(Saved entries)
== Segment start ==

//! Agent reconfiguration: tells a subscribed agent where to send its
//! workload and at what frequency.

use async_trait::async_trait;
use serde::Serialize;
use std::time::Duration;
use tracing::{instrument, warn};

use crate::error::Result;

/// Body posted to an agent's `/servicechange` endpoint.
#[derive(Debug, Clone, Serialize, PartialEq)]
pub struct ServiceChange {
    #[serde(rename = "servicename")]
    pub service_name: String,
    pub ip: String,
    pub port: u16,
    pub frequency: f64,
}

#[async_trait]
pub trait AgentClient: Send + Sync {
    /// Notify an agent of its new pod binding and frequency. Failures are
    /// swallowed by the caller (the subscription still succeeds even if
    /// the agent is briefly unreachable); this just reports whether the
    /// call landed.
    async fn notify(&self, agent_ip: &str, agent_port: u16, change: &ServiceChange) -> Result<()>;
}

pub struct HttpAgentClient {
    http: reqwest::Client,
}

impl HttpAgentClient {
    pub fn new(timeout: Duration) -> Self {
        Self {
            http: reqwest::Client::builder()
                .timeout(timeout)
                .build()
                .expect("default TLS backend is always available"),
        }
    }
}

#[async_trait]
impl AgentClient for HttpAgentClient {
    #[instrument(skip(self, change), fields(agent_ip, agent_port))]
    async fn notify(&self, agent_ip: &str, agent_port: u16, change: &ServiceChange) -> Result<()> {
        let url = format!("http://{agent_ip}:{agent_port}/servicechange");
        match self.http.post(&url).json(change).send().await {
            Ok(resp) => {
                if !resp.status().is_success() {
                    warn!(status = %resp.status(), %url, "agent rejected reconfiguration");
                }
                Ok(())
            }
            Err(e) => {
                warn!(error = %e, %url, "failed to reach agent");
                Err(crate::error::Error::Http(e))
            }
        }
    }
}

/// Records every call instead of sending it, for assertions in tests.
pub mod recording {
    use super::*;
    use tokio::sync::Mutex;

    #[derive(Debug, Clone, PartialEq)]
    pub struct Call {
        pub agent_ip: String,
        pub agent_port: u16,
        pub change: ServiceChange,
    }

    #[derive(Default)]
    pub struct RecordingAgentClient {
        pub calls: Mutex<Vec<Call>>,
    }

    impl RecordingAgentClient {
        pub fn new() -> Self {
            Self::default()
        }

        pub async fn calls(&self) -> Vec<Call> {
            self.calls.lock().await.clone()
        }
    }

    #[async_trait]
    impl AgentClient for RecordingAgentClient {
        async fn notify(&self, agent_ip: &str, agent_port: u16, change: &ServiceChange) -> Result<()> {
            self.calls.lock().await.push(Call {
                agent_ip: agent_ip.to_string(),
                agent_port,
                change: change.clone(),
            });
            Ok(())
        }
    }
}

== Segment end ==

● **EXERCISE INSTRUCTIONS**:
Only a word-for-word repetition of the lines from the one containing "impl AgentClient for RecordingAgentClient" to the final line of the data above counts as the answer.

● **RESPONSE TO THE EXERCISE**:
    impl AgentClient for RecordingAgentClient {
        async fn notify(&self, agent_ip: &str, agent_port: u16, change: &ServiceChange) -> Result<()> {
            self.calls.lock().await.push(Call {
                agent_ip: agent_ip.to_string(),
                agent_port,
                change: change.clone(),
            });
            Ok(())
        }
    }
}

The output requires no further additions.